Looking a little closer at the numbers— A supplement to Part I

I’m writing this part for people really motivated to delve deeper into the problems with Dr. Deisher’s statistical analysis. In my opinion, Part I would have been far too long, especially for those with little/no exposure to statistics, if I had included it. However, I refuse to behave like some of our critics who essentially tell us, “don’t worry your pretty little heads about trying to understand science; Deisher has a Ph.D.” What a paradox! If we blindly accept the mainstream consensus, we are uneducated, lazy sheep who need to “wake up.” Yet, if we use our intellect (while acknowledging our limitations) to think critically and not blindly accept Deisher’s novel, extraordinary claims, we’re “embarrassing” ourselves. I won’t treat you like that, dear reader. Since I am waiting to hear back from a couple people regarding Part II, if you’re inclined to dig a little deeper, let’s do that.

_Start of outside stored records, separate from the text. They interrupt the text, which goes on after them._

//! Named council presets.
//!
//! The catalog of preset *names* is static; the preset *contents* live in
//! the resolver's store so operators can re-seed them. Name validation
//! always happens before any store lookup, so an unknown name fails fast
//! without touching stored state.

use crate::bundle::{CouncilConfig, DeliberationConfig, SynthesisConfig};
use crate::error::ConfigError;
use crate::strategy::SynthesisStrategy;
use conclave_types::{CouncilMember, RetryPolicy};
use parking_lot::RwLock;
use std::collections::HashMap;

/// Every preset name the resolver will accept.
pub const KNOWN_PRESET_NAMES: &[&str] = &["default", "fast", "deliberative", "redacted"];

/// Whether `name` is in the static preset catalog.
pub fn is_known_preset(name: &str) -> bool {
    KNOWN_PRESET_NAMES.contains(&name)
}

/// A named council setup.
#[derive(Debug, Clone, PartialEq)]
pub struct Preset {
    /// Catalog name.
    pub name: String,
    /// Council for this preset.
    pub council: CouncilConfig,
    /// Deliberation behavior for this preset.
    pub deliberation: DeliberationConfig,
    /// Synthesis strategy for this preset.
    pub synthesis: SynthesisConfig,
}

/// Resolves preset names to stored presets.
#[derive(Debug, Default)]
pub struct PresetResolver {
    presets: RwLock<HashMap<String, Preset>>,
}

impl PresetResolver {
    /// Creates an empty resolver.
    pub fn new() -> Self {
        Self::default()
    }

    /// Creates a resolver seeded with the built-in presets.
    pub fn with_builtins() -> Self {
        let resolver = Self::new();
        for preset in builtin_presets() {
            resolver.insert(preset);
        }
        resolver
    }

    /// Inserts or replaces a preset.
    pub fn insert(&self, preset: Preset) {
        self.presets.write().insert(preset.name.clone(), preset);
    }

    /// Resolves a preset by name.
    ///
    /// The name is validated against [`KNOWN_PRESET_NAMES`] first;
    /// unknown names fail with [`ConfigError::UnknownPreset`] without any
    /// store access. A known name missing from the store fails with
    /// [`ConfigError::PresetNotFound`].
    pub fn resolve(&self, name: &str) -> Result<Preset, ConfigError> {
        if !is_known_preset(name) {
            return Err(ConfigError::UnknownPreset(name.to_string()));
        }
        self.presets
            .read()
            .get(name)
            .cloned()
            .ok_or_else(|| ConfigError::PresetNotFound(name.to_string()))
    }
}

fn standard_member(id: &str, provider: &str, model: &str, timeout_secs: u64) -> CouncilMember {
    CouncilMember {
        id: id.to_string(),
        provider: provider.to_string(),
        model: model.to_string(),
        timeout_secs,
        retry: RetryPolicy::default(),
        weight: None,
    }
}

fn standard_council(timeout_secs: u64) -> CouncilConfig {
    CouncilConfig {
        members: vec![
            standard_member("gpt", "openai", "gpt-4o", timeout_secs),
            standard_member("claude", "anthropic", "claude-sonnet-4", timeout_secs),
            standard_member("gemini", "google", "gemini-2.0-pro", timeout_secs),
        ],
        minimum_size: 2,
        require_minimum_for_consensus: true,
    }
}

/// The built-in preset catalog.
pub fn builtin_presets() -> Vec<Preset> {
    vec![
        Preset {
            name: "default".to_string(),
            council: standard_council(60),
            deliberation: DeliberationConfig::default(),
            synthesis: SynthesisConfig::default(),
        },
        Preset {
            name: "fast".to_string(),
            council: standard_council(20),
            deliberation: DeliberationConfig {
                rounds: 0,
                ..Default::default()
            },
            synthesis: SynthesisConfig::default(),
        },
        Preset {
            name: "deliberative".to_string(),
            council: standard_council(90),
            deliberation: DeliberationConfig {
                rounds: 3,
                ..Default::default()
            },
            synthesis: SynthesisConfig {
                strategy: SynthesisStrategy::MetaSynthesis {
                    moderator: crate::strategy::ModeratorStrategy::Strongest,
                },
            },
        },
        Preset {
            name: "redacted".to_string(),
            council: standard_council(60),
            deliberation: DeliberationConfig {
                rounds: 2,
                redact_own_response: true,
                ..Default::default()
            },
            synthesis: SynthesisConfig::default(),
        },
    ]
}

#[cfg(test)]
mod tests {
    use super::*;

    #[test]
    fn test_builtin_presets_are_known_and_valid() {
        for preset in builtin_presets() {
            assert!(is_known_preset(&preset.name), "{}", preset.name);
            assert!(preset.council.validate().is_ok());
            assert!(preset.deliberation.validate().is_ok());
            assert!(preset.synthesis.validate().is_ok());
        }
    }

    #[test]
    fn test_unknown_preset_fails_before_lookup() {
        // Empty resolver: if validation did not precede lookup, the error
        // would be PresetNotFound.
        let resolver = PresetResolver::new();
        let err = resolver.resolve("invalid-preset").unwrap_err();
        assert!(matches!(err, ConfigError::UnknownPreset(_)));
    }

    #[test]
    fn test_known_but_unseeded_preset_is_not_found() {
        let resolver = PresetResolver::new();
        let err = resolver.resolve("fast").unwrap_err();
        assert!(matches!(err, ConfigError::PresetNotFound(_)));
    }

    #[test]
    fn test_resolve_seeded_preset() {
        let resolver = PresetResolver::with_builtins();
        let preset = resolver.resolve("deliberative").unwrap();
        assert_eq!(preset.deliberation.rounds, 3);
        let preset = resolver.resolve("redacted").unwrap();
        assert!(preset.deliberation.redact_own_response);
    }
}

There are some things I want to make perfectly clear: I chose to operate under many of Deisher’s assumptions that I knew weren’t particularly or necessarily valid because I didn’t need to exit that paradigm to point out the flaws in the rationale. However, there are more reasons to think Deisher’s analysis is flawed from the outset and I’d like to address just a few.

When McDonald and Paul published “Timing of Increased Autistic Disorder Cumulative Incidence” in 2010, referred to as “the EPA study”, the buzz over it came primarily from anti-vaccinationists like David Kirby and Andrew Wakefield and Dr. Deisher’s Sound Choice Pharmaceutical Institute (SCPI). Pro-life activists and writers took SCPI’s newsletter as gospel and sounded the alarm that the EPA “confirmed” what SCPI was saying: WI-38/MRC-5 (fetal cell line) vaccines were implicated in the rise of autism. However, as stated in Part I, McDonald and Paul never found three significant changepoints like Deisher; they found one. Further, McDonald clarified that his paper never said anything about correlations between autism and vaccines.

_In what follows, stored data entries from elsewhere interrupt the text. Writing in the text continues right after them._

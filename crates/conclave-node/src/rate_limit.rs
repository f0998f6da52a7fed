//! Per-IP rate limiting for `/api/*`.

use crate::api::AppState;
use crate::error::ApiError;
use axum::extract::{ConnectInfo, Request, State};
use axum::http::Method;
use axum::middleware::Next;
use axum::response::Response;
use conclave_types::ErrorCode;
use parking_lot::Mutex;
use std::collections::HashMap;
use std::net::{IpAddr, Ipv4Addr, SocketAddr};
use std::time::{Duration, Instant};

/// Tokens per window.
pub const RATE_LIMIT_MAX: u32 = 500;

/// Window length.
pub const RATE_LIMIT_WINDOW: Duration = Duration::from_secs(15 * 60);

struct Bucket {
    tokens: f64,
    last_refill: Instant,
}

/// Token bucket per client IP: 500 requests per 15-minute window,
/// refilled continuously.
#[derive(Default)]
pub struct IpRateLimiter {
    buckets: Mutex<HashMap<IpAddr, Bucket>>,
}

impl IpRateLimiter {
    /// Creates an empty limiter.
    pub fn new() -> Self {
        Self::default()
    }

    /// Tries to take one token for an IP.
    pub fn try_acquire(&self, ip: IpAddr) -> bool {
        let refill_per_sec = RATE_LIMIT_MAX as f64 / RATE_LIMIT_WINDOW.as_secs_f64();
        let mut buckets = self.buckets.lock();
        let bucket = buckets.entry(ip).or_insert_with(|| Bucket {
            tokens: RATE_LIMIT_MAX as f64,
            last_refill: Instant::now(),
        });

        let elapsed = bucket.last_refill.elapsed().as_secs_f64();
        bucket.tokens = (bucket.tokens + elapsed * refill_per_sec).min(RATE_LIMIT_MAX as f64);
        bucket.last_refill = Instant::now();

        if bucket.tokens >= 1.0 {
            bucket.tokens -= 1.0;
            true
        } else {
            false
        }
    }

    /// Remaining whole tokens for an IP.
    pub fn remaining(&self, ip: IpAddr) -> u32 {
        self.buckets
            .lock()
            .get(&ip)
            .map(|b| b.tokens as u32)
            .unwrap_or(RATE_LIMIT_MAX)
    }

    /// Drops buckets that have fully refilled, to bound memory.
    pub fn cleanup(&self) {
        let mut buckets = self.buckets.lock();
        buckets.retain(|_, b| {
            (b.tokens as u32) < RATE_LIMIT_MAX
                || b.last_refill.elapsed() < RATE_LIMIT_WINDOW
        });
    }
}

/// Enforces the per-IP bucket on `/api/*`.
///
/// GET requests (status polls, streams, inspection) are exempt; in test
/// mode the limiter is disabled entirely.
pub async fn rate_limit_middleware(
    State(state): State<AppState>,
    request: Request,
    next: Next,
) -> Result<Response, ApiError> {
    if state.environment.is_test() || request.method() == Method::GET {
        return Ok(next.run(request).await);
    }

    let ip = client_ip(&request);
    if !state.rate_limiter.try_acquire(ip) {
        tracing::warn!(ip = %ip, "Rate limit exceeded");
        return Err(ApiError::new(
            ErrorCode::RateLimited,
            "Too many requests, retry later",
        ));
    }
    Ok(next.run(request).await)
}

/// Best-effort client IP: `x-forwarded-for` first, then the socket peer.
fn client_ip(request: &Request) -> IpAddr {
    if let Some(forwarded) = request
        .headers()
        .get("x-forwarded-for")
        .and_then(|v| v.to_str().ok())
        .and_then(|v| v.split(',').next())
        .and_then(|v| v.trim().parse::<IpAddr>().ok())
    {
        return forwarded;
    }
    request
        .extensions()
        .get::<ConnectInfo<SocketAddr>>()
        .map(|info| info.0.ip())
        .unwrap_or(IpAddr::V4(Ipv4Addr::UNSPECIFIED))
}
//! The request orchestrator.

use crate::deliberation::{deliberation_prompt, round_reached_consensus};
use crate::error::OrchestrationError;
use crate::metrics::OrchestrationMetrics;
use crate::traits::{MetricsSink, SessionStore};
use chrono::Utc;
use conclave_config::{ConfigStore, CouncilConfig, PresetResolver};
use conclave_provider::{call_member, ProviderPool, ProviderRequest};
use conclave_store::{IdempotencyCache, RequestRegistry};
use conclave_stream::{StreamEvent, StreamHub};
use conclave_synthesis::{looks_like_code, DevilsAdvocate, ModelRankings, Synthesizer};
use conclave_types::{
    Confidence, ConsensusDecision, CouncilMember, DeliberationRound, DeliberationThread, Exchange,
    InitialResponse, SessionContext, StoredRequest, UserRequest,
};
use futures::future::join_all;
use futures::FutureExt;
use std::panic::AssertUnwindSafe;
use std::sync::Arc;
use std::time::Instant;
use tokio_util::sync::CancellationToken;
use uuid::Uuid;

/// Boot-time switches the engine honors.
#[derive(Debug, Clone, Copy, Default)]
pub struct EngineOptions {
    /// Whether the devil's-advocate pass may run at all.
    pub devils_advocate_enabled: bool,
    /// Whether the per-request cost cap is enforced.
    pub budget_caps_enabled: bool,
}

/// Aborts a background task when dropped.
struct AbortOnDrop(tokio::task::JoinHandle<()>);

impl Drop for AbortOnDrop {
    fn drop(&mut self) {
        self.0.abort();
    }
}

/// Drives one request's lifecycle: dispatch → deliberation → synthesis
/// → persistence.
///
/// All I/O goes through collaborators; the orchestrator itself holds no
/// connections. One [`Orchestrator`] serves the whole process; each
/// request runs as its own task via [`Orchestrator::spawn`].
pub struct Orchestrator {
    pool: Arc<dyn ProviderPool>,
    config_store: Arc<ConfigStore>,
    presets: Arc<PresetResolver>,
    registry: Arc<RequestRegistry>,
    idempotency: Arc<IdempotencyCache>,
    hub: Arc<StreamHub>,
    sessions: Arc<dyn SessionStore>,
    metrics: Arc<dyn MetricsSink>,
    synthesizer: Synthesizer,
    advocate: DevilsAdvocate,
    options: EngineOptions,
}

Our study draws no causal linkages with anything and the recent increase in autistic disorder, and certainly not to the use of fetal tissues in vaccines…. In no case is a correlation with any of these things, including with the timing of the change point, with some other occurrence any indication of causation.

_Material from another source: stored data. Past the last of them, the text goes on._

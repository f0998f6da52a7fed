//! At-most-once request deduplication.

use crate::error::StoreError;
use chrono::{DateTime, Utc};
use parking_lot::Mutex;
use sha2::{Digest, Sha256};
use std::collections::HashMap;
use std::sync::Arc;
use std::time::{Duration, Instant};
use tokio::sync::Notify;
use uuid::Uuid;

/// Upper bound on how long a losing submission waits for the winner.
pub const WAIT_TIMEOUT_CAP: Duration = Duration::from_secs(30);

/// Lifecycle of an idempotency entry.
#[derive(Debug, Clone, Copy, PartialEq, Eq)]
pub enum IdempotencyState {
    /// The winning submission is still orchestrating.
    InProgress,
    /// The winning submission completed; `result` holds its response.
    Completed,
    /// The winning submission failed; `result` holds its error payload.
    Failed,
}

/// One cached submission outcome.
#[derive(Debug, Clone)]
pub struct IdempotencyRecord {
    /// Hash-scoped key the entry is stored under.
    pub scoped_key: String,
    /// Entry state.
    pub state: IdempotencyState,
    /// Request id assigned to the winning submission.
    pub request_id: Uuid,
    /// Cached response payload, present once terminal.
    pub result: Option<serde_json::Value>,
    /// Expiry for clients inspecting the record.
    pub expires_at: DateTime<Utc>,
}

struct CacheEntry {
    record: IdempotencyRecord,
    notify: Arc<Notify>,
    deadline: Instant,
}

/// Derives the storage key: `hex(sha256(user_id ‖ ":" ‖ client_key))`.
///
/// Scoping by user means the same client key from different users never
/// collides.
pub fn scoped_key(user_id: &str, client_key: &str) -> String {
    let mut hasher = Sha256::new();
    hasher.update(user_id.as_bytes());
    hasher.update(b":");
    hasher.update(client_key.as_bytes());
    hex::encode(hasher.finalize())
}

/// At-most-once dedup cache with atomic set-if-absent and completion
/// waiters.
///
/// All mutations happen under a single mutex, which gives
/// [`IdempotencyCache::mark_in_progress`] its required set-if-absent
/// atomicity.
#[derive(Debug, Default)]
pub struct IdempotencyCache {
    entries: Mutex<HashMap<String, CacheEntry>>,
}

impl std::fmt::Debug for CacheEntry {
    fn fmt(&self, f: &mut std::fmt::Formatter<'_>) -> std::fmt::Result {
        f.debug_struct("CacheEntry")
            .field("record", &self.record)
            .finish()
    }
}

impl IdempotencyCache {
    /// Creates an empty cache.
    pub fn new() -> Self {
        Self::default()
    }

    /// Reads the live record for a key.
    pub fn check(&self, key: &str) -> Option<IdempotencyRecord> {
        let entries = self.entries.lock();
        entries.get(key).and_then(|e| {
            (e.deadline > Instant::now()).then(|| e.record.clone())
        })
    }

    /// Atomically claims a key for a new submission.
    ///
    /// Returns `true` when this caller won the race and owns the entry;
    /// `false` when a live entry already exists.
    pub fn mark_in_progress(&self, key: &str, request_id: Uuid, ttl: Duration) -> bool {
        let mut entries = self.entries.lock();
        if let Some(existing) = entries.get(key) {
            if existing.deadline > Instant::now() {
                return false;
            }
        }
        entries.insert(
            key.to_string(),
            CacheEntry {
                record: IdempotencyRecord {
                    scoped_key: key.to_string(),
                    state: IdempotencyState::InProgress,
                    request_id,
                    result: None,
                    expires_at: Utc::now() + chrono::Duration::from_std(ttl).unwrap_or_default(),
                },
                notify: Arc::new(Notify::new()),
                deadline: Instant::now() + ttl,
            },
        );
        true
    }

    fn terminalize(&self, key: &str, state: IdempotencyState, result: serde_json::Value) {
        let mut entries = self.entries.lock();
        if let Some(entry) = entries.get_mut(key) {
            entry.record.state = state;
            entry.record.result = Some(result);
            entry.notify.notify_waiters();
        }
    }

    /// Caches the successful response for a key and wakes waiters.
    pub fn cache_result(&self, key: &str, result: serde_json::Value) {
        self.terminalize(key, IdempotencyState::Completed, result);
    }

    /// Caches a failure for a key and wakes waiters.
    ///
    /// Called on every failure path, including panics converted at the
    /// orchestration boundary, so no waiter hangs.
    pub fn cache_error(&self, key: &str, error: serde_json::Value) {
        self.terminalize(key, IdempotencyState::Failed, error);
    }

    /// Blocks until the entry for `key` becomes terminal, up to
    /// `timeout` (capped at [`WAIT_TIMEOUT_CAP`]).
    pub async fn wait_for_completion(
        &self,
        key: &str,
        timeout: Duration,
    ) -> Result<IdempotencyRecord, StoreError> {
        let deadline = Instant::now() + timeout.min(WAIT_TIMEOUT_CAP);
        loop {
            let notify = {
                let entries = self.entries.lock();
                match entries.get(key) {
                    None => return Err(StoreError::IdempotencyMissing(key.to_string())),
                    Some(e) if e.record.state != IdempotencyState::InProgress => {
                        return Ok(e.record.clone());
                    }
                    Some(e) => e.notify.clone(),
                }
            };

            let notified = notify.notified();
            tokio::pin!(notified);
            notified.as_mut().enable();

            // Entry may have terminalized between the lock drop and
            // enabling interest.
            if let Some(record) = self.check(key) {
                if record.state != IdempotencyState::InProgress {
                    return Ok(record);
                }
            }

            let remaining = deadline.saturating_duration_since(Instant::now());
            if remaining.is_zero() {
                return Err(StoreError::WaitTimeout(key.to_string()));
            }
            if tokio::time::timeout(remaining, notified).await.is_err() {
                return Err(StoreError::WaitTimeout(key.to_string()));
            }
        }
    }

    /// Drops expired entries.
    pub fn sweep(&self) -> usize {
        let now = Instant::now();
        let mut entries = self.entries.lock();
        let before = entries.len();
        entries.retain(|_, e| e.deadline > now);
        before - entries.len()
    }
}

Perhaps the reason that it was those seeking out evidence against vaccines and not the scientific community who made a big deal of this study is that it is seriously questionable whether McDonald and Paul’s analysis was worthwhile to begin with. Was a “hockey stick” analysis of the given data valid? There are many models that can be used to fit all kinds of data, but not all combinations are valid for drawing conclusions. Think about the most basic ways we talk about data. You probably know mean (average), median, mode and that they can yield very different results depending on what data set you are using, and not every result is meaningful. For example, when we talk about average life expectancy, it might not be very meaningful in predicting when people die if you have very high child mortality bringing the average down. Statistics, especially when we’re talking epidemiology, is like that on steroids. It requires an incredible amount of knowledge and judgment such that even professionals will debate the validity of the methods another professional used.

This happens in the case of “the EPA study.”

The first problem is whether the data set is even appropriate to be used for analysis. The California Department of Developmental Services states very clearly:

The information presented in this report is purely descriptive in nature and standing alone, should not be used to draw scientifically valid conclusions about the incidence or prevalence of ASD in California. The numbers of persons with ASD described in this report reflect point-in-time counts and do not constitute formal epidemiological measures of incidence or prevalence… Finally, it is important to note that entry into the California Developmental Services System is voluntary. This may further alter the data presented herein relative to the actual population of persons with autism in Califoria.

Important to note, Deisher’s other primary source, the U.S. Department of Education’s Individuals With Disabilities Education Act (IDEA) database, is also a questionable source for data on autism. It is dependent upon the reporting school districts, which base their assessments on legislation passed by the various states, and mandatory reporting was not required until 1993. As Dr. James Laidler concluded in his 2005 article in Pediatrics, these, along with other “anomalies” within the data “point to internal problems in the USDE data that make them unsuitable for tracking autism prevalence.” Therefore, it is a huge assumption just to say that these data are an appropriate place to look for a changepoint.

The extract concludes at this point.